According to him, the students went through due processes and procedures before embarking on the demonstration, hence the police should have gone to court or followed due process if there was any misunderstanding.
“The demonstrators or the organisers I’m sure went through the procedures laid down by the public order act. If you do so and in the cause of the demonstration you do something contrary to what the content of that law says, there are prescriptions to cure the mischief, the police definitely need to know there are laws.
“The little I saw on television was unacceptable, assuming without admitting that they were doing something that bothered on vandalism I am still not sure the police reaction was appropriate,” he said.

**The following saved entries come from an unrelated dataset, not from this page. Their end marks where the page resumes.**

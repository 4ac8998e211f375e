//! Transfer Engine - the bounded-concurrency pipeline
//!
//! This module implements:
//! - Per-user admission control and equal rate shares
//! - Leaky-bucket rate shaping against an injectable clock
//! - Streaming fetch to a local artifact
//! - A bounded worker pool
//! - The per-task download-then-upload lifecycle
//! - Transfer history (SQLite)

mod fetcher;
mod orchestrator;
mod persistence;
mod pool;
mod rate_governor;
mod rate_limiter;
mod registry;
mod task;
mod transfer;

pub use fetcher::*;
pub use orchestrator::*;
pub use persistence::*;
pub use pool::*;
pub use rate_governor::*;
pub use rate_limiter::*;
pub use registry::*;
pub use task::*;
pub use transfer::*;
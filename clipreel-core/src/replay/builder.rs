//! Replay creation and replay locators

use chrono::{DateTime, Utc};
use std::sync::Arc;
use tracing::info;
use url::Url;

use super::window::replay_permitted;
use crate::models::{dedup_highlights, ReplayUnit};
use crate::persist::SnapshotHandle;
use crate::{Error, Result, StateStore};

/// Packs pending highlights into numbered replays.
#[derive(Clone)]
pub struct ReplayBuilder {
    store: Arc<StateStore>,
    snapshots: SnapshotHandle,
}

impl ReplayBuilder {
    #[must_use]
    pub fn new(store: Arc<StateStore>, snapshots: SnapshotHandle) -> Self {
        Self { store, snapshots }
    }

    pub fn create_replay(&self) -> Result<u32> {
        self.create_replay_at(Utc::now())
    }

    /// Move every pending highlight into a new replay and return its id.
    ///
    /// All guards are evaluated against the same snapshot the new replay is
    /// built from; nothing is written when one of them refuses.
    pub fn create_replay_at(&self, now: DateTime<Utc>) -> Result<u32> {
        let mut created = 0;

        self.store.try_update(|cur| {
            let replay_state = &cur.replay_state;
            if replay_state.pending_highlights.is_empty() {
                return Err(Error::NothingToReplay);
            }
            if replay_state.current_replay_id == u32::MAX {
                return Err(Error::ReplayIdsExhausted);
            }
            if !replay_permitted(&cur.match_info) {
                return Err(Error::ReplayDisallowed(
                    "replay is disabled during combat phase".to_string(),
                ));
            }

            let id = replay_state.current_replay_id;
            let unit = ReplayUnit {
                round_number: cur
                    .match_info
                    .current_round
                    .or_else(|| cur.match_info.latest_round_number()),
                highlights: dedup_highlights(&replay_state.pending_highlights),
                created_at: Some(now),
            };

            let mut next = cur.clone();
            next.replay_state.replays.insert(id, unit);
            next.replay_state.pending_highlights.clear();
            next.replay_state.current_replay_id = id + 1;
            created = id;
            Ok(next)
        })?;

        self.snapshots.request_save();
        info!(replay_id = created, "Replay created");
        Ok(created)
    }

    #[must_use]
    pub fn replay(&self, id: u32) -> Option<ReplayUnit> {
        self.store.get().replay_state.replays.get(&id).cloned()
    }
}

/// Builds externally reachable stream URLs for replays.
#[derive(Debug, Clone)]
pub struct ReplayLocator {
    base: Url,
}

impl ReplayLocator {
    pub fn new(public_base_url: &str) -> Result<Self> {
        Ok(Self {
            base: Url::parse(public_base_url)?,
        })
    }

    /// `{base}/replay.ts?replay_id=<id>[&max_duration=<secs>]`
    #[must_use]
    pub fn url_for(&self, id: u32, max_duration_secs: Option<u64>) -> String {
        let mut url = self.base.clone();
        let path = format!("{}/replay.ts", url.path().trim_end_matches('/'));
        url.set_path(&path);
        url.set_query(None);

        {
            let mut query = url.query_pairs_mut();
            query.append_pair("replay_id", &id.to_string());
            if let Some(secs) = max_duration_secs {
                query.append_pair("max_duration", &secs.to_string());
            }
        }
        url.to_string()
    }
}
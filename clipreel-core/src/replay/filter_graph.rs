//! ffmpeg argument list for a planned replay
//!
//! Each clip becomes one paced, seeked input. Video and audio are trimmed
//! and re-timed per clip, then folded left to right through pairwise
//! crossfades. Output is MPEG-TS on stdout.

use std::fmt::Write as _;
use std::time::Duration;

use super::planner::ClipInterval;
use crate::{Error, Result};

/// Compile the transcoder arguments for `clips`.
///
/// `audio_tracks[i]` selects the `a:<n>` track of clip `i`; missing entries
/// use track 0. `encoder_args` are spliced in verbatim as the video codec
/// settings.
pub fn compile(
    clips: &[ClipInterval],
    audio_tracks: &[usize],
    fade: Duration,
    encoder_args: &[String],
) -> Result<Vec<String>> {
    let Some(first) = clips.first() else {
        return Err(Error::NoClipsProduced);
    };

    let mut args: Vec<String> = Vec::with_capacity(clips.len() * 7 + encoder_args.len() + 24);
    for clip in clips {
        args.extend([
            "-thread_queue_size".to_string(),
            "1024".to_string(),
            "-re".to_string(),
            "-ss".to_string(),
            format!("{:.3}", clip.start_sec),
            "-i".to_string(),
            clip.source_path.clone(),
        ]);
    }

    let mut graph = String::new();
    for (i, clip) in clips.iter().enumerate() {
        let track = audio_tracks.get(i).copied().unwrap_or(0);
        let _ = write!(
            graph,
            "[{i}:v]trim=duration={dur:.3},setpts=PTS-STARTPTS[v{i}];",
            dur = clip.duration_sec
        );
        let _ = write!(
            graph,
            "[{i}:a:{track}]atrim=duration={dur:.3},asetpts=PTS-STARTPTS,\
             aformat=sample_rates=48000:channel_layouts=stereo,\
             aresample=async=1000:first_pts=0[a{i}];",
            dur = clip.duration_sec
        );
    }

    let fade_secs = fade.as_secs_f64();
    let mut out_v = "v0".to_string();
    let mut out_a = "a0".to_string();
    let mut running = first.duration_sec;

    for (i, clip) in clips.iter().enumerate().skip(1) {
        let offset = (running - fade_secs).max(0.0);
        let next_v = format!("vxf{i}");
        let next_a = format!("axf{i}");

        let _ = write!(
            graph,
            "[{out_v}][v{i}]xfade=transition=fade:duration={fade_secs:.3}:offset={offset:.3}[{next_v}];"
        );
        let _ = write!(
            graph,
            "[{out_a}][a{i}]acrossfade=d={fade_secs:.3}:c1=tri:c2=tri[{next_a}];"
        );

        running += clip.duration_sec - fade_secs;
        out_v = next_v;
        out_a = next_a;
    }

    if graph.ends_with(';') {
        graph.pop();
    }

    args.extend([
        "-hide_banner".to_string(),
        "-loglevel".to_string(),
        "warning".to_string(),
        "-filter_complex".to_string(),
        graph,
        "-map".to_string(),
        format!("[{out_v}]"),
        "-map".to_string(),
        format!("[{out_a}]"),
    ]);
    args.extend(encoder_args.iter().cloned());
    args.extend(
        [
            "-c:a", "aac", "-b:a", "128k", "-f", "mpegts", "-muxdelay", "0", "-muxpreload", "0",
            "pipe:1",
        ]
        .map(String::from),
    );

    Ok(args)
}
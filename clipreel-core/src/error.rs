use thiserror::Error;

#[derive(Error, Debug)]
pub enum Error {
    #[error("Capture backend unavailable: {0}")]
    BackendUnavailable(String),

    #[error("Probe failed: {0}")]
    ProbeFailed(String),

    #[error("Replay disallowed: {0}")]
    ReplayDisallowed(String),

    #[error("No pending highlights to build a replay from")]
    NothingToReplay,

    #[error("Replay id space exhausted")]
    ReplayIdsExhausted,

    #[error("Replay window must be greater than zero")]
    EmptyWindow,

    #[error("Highlights carry no event offsets")]
    NoEvents,

    #[error("No clips produced")]
    NoClipsProduced,

    #[error("Deadline exceeded waiting for {0}")]
    DeadlineExceeded(String),

    #[error("Cancelled: {0}")]
    Cancelled(String),

    #[error("Not found: {0}")]
    NotFound(String),

    #[error("Transcoder error: {0}")]
    Transcoder(String),

    #[error("Invalid URL: {0}")]
    InvalidUrl(#[from] url::ParseError),

    #[error("IO error: {0}")]
    Io(#[from] std::io::Error),

    #[error("Serialization error: {0}")]
    Serialization(#[from] serde_json::Error),
}

pub type Result<T> = std::result::Result<T, Error>;
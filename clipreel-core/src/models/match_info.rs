use chrono::{DateTime, Utc};
use serde::{Deserialize, Serialize};
use std::time::Duration;

/// Phase of a round as reported by match telemetry
#[derive(Debug, Clone, Copy, Default, PartialEq, Eq, Hash, Serialize, Deserialize)]
#[serde(rename_all = "snake_case")]
pub enum RoundPhase {
    Shopping,
    Combat,
    End,
    GameEnd,
    #[default]
    #[serde(other)]
    Unknown,
}

impl RoundPhase {
    /// Nominal length of the phase, when the game fixes one.
    #[must_use]
    pub const fn nominal_duration(self) -> Option<Duration> {
        match self {
            Self::Shopping => Some(Duration::from_secs(30)),
            Self::Combat => Some(Duration::from_secs(100)),
            Self::End | Self::GameEnd => Some(Duration::from_secs(7)),
            Self::Unknown => None,
        }
    }
}

#[derive(Debug, Clone, PartialEq, Serialize, Deserialize)]
#[serde(rename_all = "camelCase")]
pub struct Round {
    /// 1-based round number
    pub number: u32,
    pub started_at: DateTime<Utc>,
    #[serde(default)]
    pub ended_at: Option<DateTime<Utc>>,
    #[serde(default)]
    pub phase: RoundPhase,
    #[serde(default)]
    pub phase_started_at: Option<DateTime<Utc>>,
}

impl Round {
    /// `[started_at, ended_at)`; an unfinished round extends forever.
    #[must_use]
    pub fn contains(&self, at: DateTime<Utc>) -> bool {
        self.started_at <= at && self.ended_at.map_or(true, |end| end > at)
    }
}

#[derive(Debug, Clone, Default, PartialEq, Serialize, Deserialize)]
#[serde(default, rename_all = "camelCase")]
pub struct MatchInfo {
    pub match_id: String,
    pub map: String,
    pub rounds: Vec<Round>,
    /// Number of the round currently being played
    pub current_round: Option<u32>,
}

impl MatchInfo {
    #[must_use]
    pub fn current(&self) -> Option<&Round> {
        let number = self.current_round?;
        self.rounds.iter().rev().find(|r| r.number == number)
    }

    /// The round whose interval contains `at`, if any.
    #[must_use]
    pub fn round_at(&self, at: DateTime<Utc>) -> Option<u32> {
        self.rounds.iter().find(|r| r.contains(at)).map(|r| r.number)
    }

    #[must_use]
    pub fn latest_round_number(&self) -> Option<u32> {
        self.rounds.iter().map(|r| r.number).max()
    }

    /// Apply a telemetry event, returning the updated match info.
    #[must_use]
    pub fn apply(&self, event: &MatchEvent, at: DateTime<Utc>) -> Self {
        let mut next = self.clone();
        match event {
            MatchEvent::MatchStarted { match_id, map } => {
                next = Self {
                    match_id: match_id.clone(),
                    map: map.clone().unwrap_or_default(),
                    ..Self::default()
                };
            }
            MatchEvent::RoundStarted { number } => {
                if let Some(open) = next.rounds.iter_mut().find(|r| r.ended_at.is_none()) {
                    open.ended_at = Some(at);
                }
                next.rounds.retain(|r| r.number != *number);
                next.rounds.push(Round {
                    number: *number,
                    started_at: at,
                    ended_at: None,
                    phase: RoundPhase::Unknown,
                    phase_started_at: None,
                });
                next.current_round = Some(*number);
            }
            MatchEvent::PhaseChanged { phase } => {
                let current = next.current_round;
                if let Some(round) = next
                    .rounds
                    .iter_mut()
                    .rev()
                    .find(|r| Some(r.number) == current)
                {
                    round.phase = *phase;
                    round.phase_started_at = Some(at);
                }
            }
            MatchEvent::RoundEnded => {
                let current = next.current_round;
                if let Some(round) = next
                    .rounds
                    .iter_mut()
                    .rev()
                    .find(|r| Some(r.number) == current)
                {
                    round.ended_at.get_or_insert(at);
                }
            }
        }
        next
    }
}

/// Round/phase transitions emitted by the match-event boundary
#[derive(Debug, Clone, PartialEq, Eq, Serialize, Deserialize)]
#[serde(tag = "type", rename_all = "snake_case")]
pub enum MatchEvent {
    MatchStarted {
        match_id: String,
        #[serde(default)]
        map: Option<String>,
    },
    RoundStarted {
        number: u32,
    },
    PhaseChanged {
        phase: RoundPhase,
    },
    RoundEnded,
}
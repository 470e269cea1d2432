//! Completion signalling for buffer saves.
//!
//! One sender per save request, any number of waiters. The outcome is stored
//! in a watch channel so late subscribers still observe it, and a dropped
//! sender reads as cancellation rather than success.

use tokio::sync::watch;

use crate::{Error, Result};

#[derive(Debug, Clone, PartialEq, Eq)]
pub(crate) enum SaveOutcome {
    Saved,
    Failed(String),
    Cancelled,
}

#[derive(Debug)]
pub(crate) struct CompletionSender {
    tx: watch::Sender<Option<SaveOutcome>>,
}

impl CompletionSender {
    pub(crate) fn new() -> Self {
        let (tx, _rx) = watch::channel(None);
        Self { tx }
    }

    pub(crate) fn subscribe(&self) -> SaveWaiter {
        SaveWaiter {
            rx: self.tx.subscribe(),
        }
    }

    pub(crate) fn complete(self, outcome: SaveOutcome) {
        self.tx.send_replace(Some(outcome));
    }
}

/// Handle on the outcome of one buffer save. Cloning shares the outcome.
#[derive(Debug, Clone)]
pub struct SaveWaiter {
    rx: watch::Receiver<Option<SaveOutcome>>,
}

impl SaveWaiter {
    /// Wait until the save completes, fails or is abandoned.
    pub async fn wait(mut self) -> Result<()> {
        loop {
            let current = self.rx.borrow_and_update().clone();
            if let Some(outcome) = current {
                return outcome.into_result();
            }
            if self.rx.changed().await.is_err() {
                let last = self.rx.borrow().clone();
                return last.unwrap_or(SaveOutcome::Cancelled).into_result();
            }
        }
    }
}

impl SaveOutcome {
    fn into_result(self) -> Result<()> {
        match self {
            Self::Saved => Ok(()),
            Self::Failed(reason) => Err(Error::BackendUnavailable(reason)),
            Self::Cancelled => Err(Error::Cancelled("buffer save abandoned".to_string())),
        }
    }
}
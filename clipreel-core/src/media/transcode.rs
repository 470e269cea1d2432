//! Transcoder child process relayed as a byte stream

use bytes::Bytes;
use futures::Stream;
use std::io;
use std::pin::Pin;
use std::process::Stdio;
use std::task::{Context, Poll};
use tokio::io::{AsyncBufReadExt, BufReader};
use tokio::process::{Child, ChildStderr, ChildStdout, Command};
use tokio_util::io::ReaderStream;
use tracing::{debug, warn};

use crate::{Error, Result};

/// Stdout of a running transcoder. Dropping the stream kills the process.
pub struct TranscodeStream {
    stdout: ReaderStream<ChildStdout>,
    child: Child,
}

impl TranscodeStream {
    #[must_use]
    pub fn pid(&self) -> Option<u32> {
        self.child.id()
    }
}

impl Stream for TranscodeStream {
    type Item = io::Result<Bytes>;

    fn poll_next(mut self: Pin<&mut Self>, cx: &mut Context<'_>) -> Poll<Option<Self::Item>> {
        Pin::new(&mut self.stdout).poll_next(cx)
    }
}

impl Drop for TranscodeStream {
    fn drop(&mut self) {
        if let Err(e) = self.child.start_kill() {
            // Already exited on its own
            debug!(error = %e, "Transcoder kill skipped");
        }
    }
}

/// Start `bin` with `args`, stdout piped back as the stream and stderr
/// drained into the log.
pub fn spawn_transcoder(bin: &str, args: &[String]) -> Result<TranscodeStream> {
    let mut cmd = Command::new(bin);
    cmd.args(args)
        .stdin(Stdio::null())
        .stdout(Stdio::piped())
        .stderr(Stdio::piped())
        .kill_on_drop(true);

    let mut child = cmd
        .spawn()
        .map_err(|e| Error::Transcoder(format!("failed to start {bin}: {e}")))?;

    let stdout = child
        .stdout
        .take()
        .ok_or_else(|| Error::Transcoder("transcoder stdout not captured".to_string()))?;
    if let Some(stderr) = child.stderr.take() {
        tokio::spawn(log_stderr(stderr));
    }

    debug!(bin, pid = child.id(), "Transcoder started");
    Ok(TranscodeStream {
        stdout: ReaderStream::new(stdout),
        child,
    })
}

async fn log_stderr(stderr: ChildStderr) {
    let mut lines = BufReader::new(stderr).lines();
    loop {
        match lines.next_line().await {
            Ok(Some(line)) => warn!(target: "transcoder", "{line}"),
            Ok(None) => break,
            Err(e) => {
                warn!(target: "transcoder", error = %e, "stderr read failed");
                break;
            }
        }
    }
}
//! Event ingestion
//!
//! - POST /events/trigger       - a highlight-worthy moment just happened
//! - POST /events/match         - round/phase telemetry
//! - POST /events/buffer-saved  - the capture backend finished a save

use axum::{extract::State, http::StatusCode, routing::post, Json, Router};
use chrono::Utc;
use serde::{Deserialize, Serialize};
use tracing::{debug, info};

use clipreel_core::models::{HighlightRecord, MatchEvent};

use crate::http::{AppError, AppResult, AppState};

pub fn create_events_router() -> Router<AppState> {
    Router::new()
        .route("/events/trigger", post(record_trigger))
        .route("/events/match", post(apply_match_event))
        .route("/events/buffer-saved", post(buffer_saved))
}

async fn record_trigger(State(state): State<AppState>) -> StatusCode {
    let session_id = state.engine.record_trigger();
    debug!(session_id, "Highlight trigger received");
    StatusCode::NO_CONTENT
}

async fn apply_match_event(
    State(state): State<AppState>,
    Json(event): Json<MatchEvent>,
) -> StatusCode {
    let now = Utc::now();
    state.store.update(|cur| {
        let mut next = cur.clone();
        next.match_info = cur.match_info.apply(&event, now);
        next
    });
    state.snapshots.request_save();

    info!(?event, "Match event applied");
    StatusCode::NO_CONTENT
}

#[derive(Debug, Deserialize)]
pub struct BufferSavedRequest {
    pub path: String,
}

#[derive(Debug, Serialize, Deserialize)]
pub struct BufferSavedResponse {
    /// `None` when no save was outstanding and the file was ignored
    pub highlight: Option<HighlightRecord>,
}

async fn buffer_saved(
    State(state): State<AppState>,
    Json(req): Json<BufferSavedRequest>,
) -> AppResult<(StatusCode, Json<BufferSavedResponse>)> {
    let path = req.path.trim();
    if path.is_empty() {
        return Err(AppError::bad_request("path is required"));
    }

    let highlight = state.engine.on_buffer_saved(path).await;
    Ok((StatusCode::ACCEPTED, Json(BufferSavedResponse { highlight })))
}
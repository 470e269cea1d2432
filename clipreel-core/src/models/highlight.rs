use chrono::{DateTime, Utc};
use serde::{Deserialize, Serialize};
use std::collections::{BTreeMap, HashSet};

/// A saved rolling-buffer segment annotated with the moments inside it.
#[derive(Debug, Clone, PartialEq, Eq, Serialize, Deserialize)]
#[serde(rename_all = "camelCase")]
pub struct HighlightRecord {
    #[serde(default)]
    pub match_id: String,
    /// Round the segment started in; `None` when no known round contains it
    #[serde(default)]
    pub round: Option<u32>,
    /// Capture session the segment was saved for
    pub index: u64,
    /// Wall-clock start of the segment, unix milliseconds
    pub start_time_ms: u64,
    pub media_path: String,
    /// Probed (or nominal) length of the segment
    pub length_ms: u64,
    /// Event offsets from the segment start
    pub moments_ms: Vec<u64>,
}

/// Uniqueness key of a highlight record
#[derive(Debug, Clone, PartialEq, Eq, Hash)]
pub struct HighlightKey {
    pub media_path: String,
    pub start_time_ms: u64,
}

impl HighlightRecord {
    #[must_use]
    pub fn key(&self) -> HighlightKey {
        HighlightKey {
            media_path: self.media_path.clone(),
            start_time_ms: self.start_time_ms,
        }
    }
}

/// Collapse records sharing a key, keeping the first and preserving order.
#[must_use]
pub fn dedup_highlights(records: &[HighlightRecord]) -> Vec<HighlightRecord> {
    let mut seen = HashSet::with_capacity(records.len());
    records
        .iter()
        .filter(|r| seen.insert(r.key()))
        .cloned()
        .collect()
}

/// A numbered, immutable group of highlights ready for playback
#[derive(Debug, Clone, PartialEq, Eq, Serialize, Deserialize)]
#[serde(rename_all = "camelCase")]
pub struct ReplayUnit {
    #[serde(default)]
    pub round_number: Option<u32>,
    pub highlights: Vec<HighlightRecord>,
    #[serde(default)]
    pub created_at: Option<DateTime<Utc>>,
}

#[derive(Debug, Clone, Default, PartialEq, Eq, Serialize, Deserialize)]
#[serde(default, rename_all = "camelCase")]
pub struct ReplayState {
    pub pending_highlights: Vec<HighlightRecord>,
    /// Id the next replay will be stored under
    pub current_replay_id: u32,
    pub replays: BTreeMap<u32, ReplayUnit>,
}
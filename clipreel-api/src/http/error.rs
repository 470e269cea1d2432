//! HTTP error handling

use axum::{
    http::StatusCode,
    response::{IntoResponse, Response},
    Json,
};
use serde::{Deserialize, Serialize};
use std::fmt;

/// Result type for HTTP handlers
pub type AppResult<T> = Result<T, AppError>;

/// Application error with HTTP status code
#[derive(Debug)]
pub struct AppError {
    pub status: StatusCode,
    pub message: String,
}

impl AppError {
    pub fn new(status: StatusCode, message: impl Into<String>) -> Self {
        Self {
            status,
            message: message.into(),
        }
    }

    pub fn bad_request(message: impl Into<String>) -> Self {
        Self::new(StatusCode::BAD_REQUEST, message)
    }

    pub fn not_found(message: impl Into<String>) -> Self {
        Self::new(StatusCode::NOT_FOUND, message)
    }

    pub fn conflict(message: impl Into<String>) -> Self {
        Self::new(StatusCode::CONFLICT, message)
    }

    pub fn service_unavailable(message: impl Into<String>) -> Self {
        Self::new(StatusCode::SERVICE_UNAVAILABLE, message)
    }

    pub fn internal_server_error(message: impl Into<String>) -> Self {
        Self::new(StatusCode::INTERNAL_SERVER_ERROR, message)
    }
}

impl fmt::Display for AppError {
    fn fmt(&self, f: &mut fmt::Formatter<'_>) -> fmt::Result {
        write!(f, "{}: {}", self.status, self.message)
    }
}

impl std::error::Error for AppError {}

/// Error response JSON structure
#[derive(Debug, Serialize, Deserialize)]
pub struct ErrorResponse {
    pub error: String,
    pub status: u16,
}

impl IntoResponse for AppError {
    fn into_response(self) -> Response {
        let status = self.status;
        let body = Json(ErrorResponse {
            error: self.message,
            status: status.as_u16(),
        });

        (status, body).into_response()
    }
}

/// Convert clipreel_core errors to HTTP errors
impl From<clipreel_core::Error> for AppError {
    fn from(err: clipreel_core::Error) -> Self {
        use clipreel_core::Error;

        match err {
            Error::EmptyWindow | Error::NoEvents | Error::NoClipsProduced => {
                AppError::bad_request(err.to_string())
            }
            Error::NotFound(msg) => AppError::not_found(msg),
            Error::NothingToReplay => AppError::not_found(err.to_string()),
            Error::ReplayDisallowed(_) | Error::ReplayIdsExhausted => {
                AppError::conflict(err.to_string())
            }
            Error::BackendUnavailable(_) | Error::Cancelled(_) => {
                AppError::service_unavailable(err.to_string())
            }
            Error::DeadlineExceeded(_) => AppError::new(StatusCode::GATEWAY_TIMEOUT, err.to_string()),
            Error::ProbeFailed(_) | Error::Transcoder(_) => {
                tracing::error!("Media tool error: {}", err);
                AppError::internal_server_error("Media tool failed")
            }
            Error::InvalidUrl(_) | Error::Io(_) | Error::Serialization(_) => {
                tracing::error!("Internal error: {}", err);
                AppError::internal_server_error("Internal server error")
            }
        }
    }
}
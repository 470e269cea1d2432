//! Replay endpoints
//!
//! - POST /replays        - flush the open session, pack pending highlights
//!                          (204 when the current phase defers replays)
//! - GET  /replays/{id}   - replay metadata
//! - GET  /replay.ts      - MPEG-TS stream of a replay, transcoded on the fly

use axum::{
    body::Body,
    extract::{Path, Query, State},
    http::{header, StatusCode},
    response::{IntoResponse, Response},
    routing::{get, post},
    Json, Router,
};
use chrono::Utc;
use serde::{Deserialize, Serialize};
use std::time::Duration;
use tracing::{info, warn};

use clipreel_core::media::spawn_transcoder;
use clipreel_core::models::{ReplayUnit, RoundPhase};
use clipreel_core::replay::{build_plan, filter_graph, stream_window_secs, window::DEFAULT_WINDOW};
use clipreel_core::Error;

use crate::http::{AppError, AppResult, AppState};

pub fn create_replays_router() -> Router<AppState> {
    Router::new()
        .route("/replays", post(create_replay))
        .route("/replays/{id}", get(get_replay))
        .route("/replay.ts", get(stream_replay))
}

#[derive(Debug, Serialize, Deserialize)]
pub struct CreateReplayResponse {
    pub id: u32,
    pub url: String,
}

async fn create_replay(State(state): State<AppState>) -> AppResult<Response> {
    // Pull in whatever is still being recorded; a failed flush only means the
    // latest moments miss this replay.
    match state
        .engine
        .flush_open_session(state.stream.flush_deadline)
        .await
    {
        Ok(flushed) => info!(flushed, "Open session flushed before replay"),
        Err(e) => warn!(error = %e, "Flush before replay failed"),
    }

    let id = match state.builder.create_replay() {
        Ok(id) => id,
        Err(Error::ReplayDisallowed(reason)) => {
            // Highlights stay pending for the next request
            info!(%reason, "Replay deferred");
            return Ok(StatusCode::NO_CONTENT.into_response());
        }
        Err(e) => return Err(e.into()),
    };
    let max_duration = stream_window_secs(&state.store.get().match_info, Utc::now());
    let url = state.locator.url_for(id, Some(max_duration));

    info!(replay_id = id, url = %url, "Replay ready");
    Ok((StatusCode::CREATED, Json(CreateReplayResponse { id, url })).into_response())
}

fn find_replay(state: &AppState, id: u32) -> Result<ReplayUnit, Error> {
    state
        .builder
        .replay(id)
        .ok_or_else(|| Error::NotFound(format!("replay {id}")))
}

async fn get_replay(
    State(state): State<AppState>,
    Path(id): Path<u32>,
) -> AppResult<Json<ReplayUnit>> {
    Ok(Json(find_replay(&state, id)?))
}

/// Query parameters for the replay stream
#[derive(Debug, Deserialize)]
pub struct StreamQuery {
    replay_id: Option<String>,
    /// Target playback length in whole seconds
    max_duration: Option<String>,
}

impl StreamQuery {
    fn replay_id(&self) -> AppResult<u32> {
        let raw = self
            .replay_id
            .as_deref()
            .ok_or_else(|| AppError::bad_request("missing replay_id"))?;
        raw.parse()
            .map_err(|_| AppError::bad_request("invalid replay_id"))
    }

    fn window(&self) -> AppResult<Duration> {
        match self.max_duration.as_deref() {
            Some(raw) => raw
                .parse::<u64>()
                .map(Duration::from_secs)
                .map_err(|_| AppError::bad_request("invalid max_duration")),
            None => Ok(RoundPhase::Shopping
                .nominal_duration()
                .unwrap_or(DEFAULT_WINDOW)),
        }
    }
}

async fn stream_replay(
    State(state): State<AppState>,
    Query(query): Query<StreamQuery>,
) -> AppResult<Response> {
    let replay_id = query.replay_id()?;
    let window = query.window()?;

    let replay = find_replay(&state, replay_id)?;

    let plan = build_plan(window, &replay.highlights, state.stream.fade)?;
    let tracks = state.audio.resolve(&plan.clips).await;
    let args = filter_graph::compile(&plan.clips, &tracks, plan.fade, &state.stream.encoder_args)?;

    let transcoder = spawn_transcoder(&state.stream.ffmpeg_bin, &args)?;

    info!(
        replay_id,
        clips = plan.clips.len(),
        total_secs = plan.total_duration.as_secs_f64(),
        pid = transcoder.pid(),
        "Replay stream started"
    );

    Ok(Response::builder()
        .status(StatusCode::OK)
        .header(header::CONTENT_TYPE, "video/MP2T")
        .header(header::CACHE_CONTROL, "no-store")
        .body(Body::from_stream(transcoder))
        .map_err(|_| AppError::internal_server_error("Failed to build response"))?
        .into_response())
}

He added that the police was upfront unprofessional and must be checked before it repeats itself.
“An institution like the police is expected to be more professional in handling this thing, maybe we must go back to the police to find out how they are trained. We should go back and check up on these things to know what informs their behavior, to be honest I’m not prepared to rationalise the behavior of the police, I feel they misbehaved.”
Mr Baako emphasised on the need for the Inspector General of Police (IGP) to speak on the matter.
“I was asking myself what the IGP has done in relation to this problem. We need to hear something from the police authority relative to those who were in charge of that demonstration, I mean those who were out there to protect the demonstrators,” he said.
The police last Monday ‘brutalised’ demonstrating students and arrested a number of them when they insisted on presenting their petition for a review of admission requirements and examinations management by the Ghana Law School to President Nana Akufo-Addo at the Jubilee House.